06042010.jpg Immer wieder entdecke ich im Internet, dass Ideen, die ich ausbrüte und die mir zunächst ungewöhnlich und unbekannt scheinen, bereits verwirklicht sind. So schlug ich gestern – inspiriert durch die 8. Türkisch-Olympiade im heimatlichen Kreuzberger Tempodrom – einer lernfähigen Volkspartei einen „Landeswettbewerb Jugend rezitiert“ vor, ähnlich dem äußerst erfolgreichen „Jugend musiziert“.

Dabei dachte ich an den Vortrag einiger Pflichtstücke von Goethe und Schiller, daneben Pflichtstücke aus dem 19. und dem 20. Jahrhundert sowie auch eine Eigendichtung jedes Teilnehmers. Goethe und Schiller, das waren zwei großartige Männer, echte Europäer, aufsässig, oftmals widerborstig, kaum zu bändigen als junge Männer, draufgängerisch-machohaft, aber später doch recht verantwortungsbewusst. Wer Goethe und Schiller akzent- und fehlerfrei rezitieren kann, der spricht besser Deutsch als 80% unserer Bevölkerung. Das wäre doch was für unsre Ghetto-Kids!

Ich z.B. musste als 7-Jähriger bereits die erste Hälfte von Schillers Bürgschaft auswendig vortragen, und meine Oma freute sich an ihrem Geburtstag herzlich darüber. Wir fuhren zu dem Zwecke eigens nach Berchtesgaden an den Fuß des gletscherbedeckten Watzmann! Die zweite Hälfte rezitierte mein älterer Bruder. Es hat uns nicht geschadet aufzusagen:

Zu Dionys, dem Tyrannen, schlich
Damon, den Dolch im Gewande;
ihn schlugen die Häscher in Bande.
„Was wolltest du mit dem Dolche, sprich!“

Es war merkwürdig: Dass  jemand seinen Willen einfach mit einem Dolch durchsetzen wollte, erschien mir sehr sehr fernliegend. Heute ist es aber für einige unserer Neuköllner Jugendlichen Normalität geworden, dass unsere jungen Männer mit Macheten aufeinander losgehen.  Das heißt: Schillers Erfahrungsraum ist der Lebenswelt der Neuköllner Jugendlichen, die vor Richterin Kirsten Heisig als ihre Stammkundschaft erscheinen, weit näher als uns Buben aus dem behütet-bildungsnahen Bürgertum!

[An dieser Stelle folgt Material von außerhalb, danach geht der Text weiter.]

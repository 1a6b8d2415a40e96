use serde_json::{Map, Value};

use crate::error::DidDocumentError;

pub(crate) fn required_str<'a>(
    fields: &'a Map<String, Value>,
    field: &'static str,
    context: &str,
) -> Result<&'a str, DidDocumentError> {
    fields
        .get(field)
        .ok_or_else(|| DidDocumentError::MissingField {
            field,
            context: context.to_string(),
        })?
        .as_str()
        .ok_or_else(|| DidDocumentError::InvalidField {
            field,
            reason: "expected a string".to_string(),
        })
}

pub(crate) fn optional_array<'a>(
    fields: &'a Map<String, Value>,
    field: &'static str,
) -> Result<&'a [Value], DidDocumentError> {
    match fields.get(field) {
        None | Some(Value::Null) => Ok(&[]),
        Some(Value::Array(values)) => Ok(values),
        Some(other) => Err(DidDocumentError::InvalidField {
            field,
            reason: format!("expected an array, got {other}"),
        }),
    }
}
use std::fmt::Display;

use did_doc::schema::{did_doc::DidDocument, verification_method::VerificationMaterialFormat};
use serde::{Deserialize, Deserializer, Serialize, Serializer};

use super::PeerDid;
use crate::{
    error::DidPeerError,
    peer_did::{
        numalgos::{kind::NumalgoKind, numalgo0::Numalgo0, numalgo2::Numalgo2},
        parse::parse_numalgo,
        validate::validate,
    },
};

/// A peer DID of any supported numalgo, chosen at runtime from its numalgo character.
#[derive(Clone, Debug, PartialEq)]
pub enum AnyPeerDid {
    Numalgo0(PeerDid<Numalgo0>),
    Numalgo2(PeerDid<Numalgo2>),
}

impl AnyPeerDid {
    pub fn parse<T: Into<String>>(did: T) -> Result<AnyPeerDid, DidPeerError> {
        let did: String = did.into();
        log::info!("AnyPeerDid::parse >> {did}");
        let numalgo = parse_numalgo(&did)?;
        log::info!("AnyPeerDid::parse >> numalgo {numalgo}");
        validate(&did)?;
        let parsed = match numalgo {
            NumalgoKind::InceptionKeyWithoutDoc(numalgo0) => {
                AnyPeerDid::Numalgo0(PeerDid::from_validated(did, numalgo0))
            }
            NumalgoKind::MultipleInceptionKeys(numalgo2) => {
                AnyPeerDid::Numalgo2(PeerDid::from_validated(did, numalgo2))
            }
        };
        Ok(parsed)
    }

    pub fn numalgo(&self) -> NumalgoKind {
        match self {
            AnyPeerDid::Numalgo0(peer_did) => {
                NumalgoKind::InceptionKeyWithoutDoc(*peer_did.numalgo())
            }
            AnyPeerDid::Numalgo2(peer_did) => {
                NumalgoKind::MultipleInceptionKeys(*peer_did.numalgo())
            }
        }
    }

    pub fn did(&self) -> &str {
        match self {
            AnyPeerDid::Numalgo0(peer_did) => peer_did.did(),
            AnyPeerDid::Numalgo2(peer_did) => peer_did.did(),
        }
    }

    pub fn resolve(
        &self,
        encoding: VerificationMaterialFormat,
    ) -> Result<DidDocument, DidPeerError> {
        match self {
            AnyPeerDid::Numalgo0(peer_did) => peer_did.to_did_doc(encoding),
            AnyPeerDid::Numalgo2(peer_did) => peer_did.to_did_doc(encoding),
        }
    }
}

impl From<PeerDid<Numalgo0>> for AnyPeerDid {
    fn from(peer_did: PeerDid<Numalgo0>) -> Self {
        AnyPeerDid::Numalgo0(peer_did)
    }
}

impl From<PeerDid<Numalgo2>> for AnyPeerDid {
    fn from(peer_did: PeerDid<Numalgo2>) -> Self {
        AnyPeerDid::Numalgo2(peer_did)
    }
}

impl Display for AnyPeerDid {
    fn fmt(&self, f: &mut std::fmt::Formatter<'_>) -> std::fmt::Result {
        write!(f, "{}", self.did())
    }
}

impl Serialize for AnyPeerDid {
    fn serialize<S>(&self, serializer: S) -> Result<S::Ok, S::Error>
    where
        S: Serializer,
    {
        serializer.serialize_str(self.did())
    }
}

impl<'de> Deserialize<'de> for AnyPeerDid {
    fn deserialize<D>(deserializer: D) -> Result<Self, D::Error>
    where
        D: Deserializer<'de>,
    {
        let did = String::deserialize(deserializer)?;
        Self::parse(did).map_err(serde::de::Error::custom)
    }
}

Was für eine Chance böten die Frühwerke Schillers für den Landeswettbewerb „Jugend rezitiert“!

Finstere Wüteriche – bereitet euch vor! Zeigt es den behüteten Bürgersöhnen!

Und genau diese Idee – Integration, sprachlich-sittliche Höherbildung unserer jungen verwöhnten Machos durch klassische Bildung – haben sie in Weimar selbst auch schon ausgeheckt und umgesetzt. Chapeau!

Jugendprojekt: Götterfunken für harte Neuköllner – SPIEGEL ONLINE – Nachrichten – SchulSPIEGEL
„Wir wollen die Akzeptanz bei Jugendlichen für jahrhundertealtes Kulturgut schaffen“, sagt Projektleiter Peer Wiechmann. In Neukölln oder Marzahn, wo die 16 Teilnehmer herkommen, bekämen die wenigsten einen Bezug dazu. Das Ziel ist ambitioniert. Wiechmann sieht in dem Projekt einen Weg, die Jugendlichen kulturell an der Gesellschaft teilhaben zu lassen.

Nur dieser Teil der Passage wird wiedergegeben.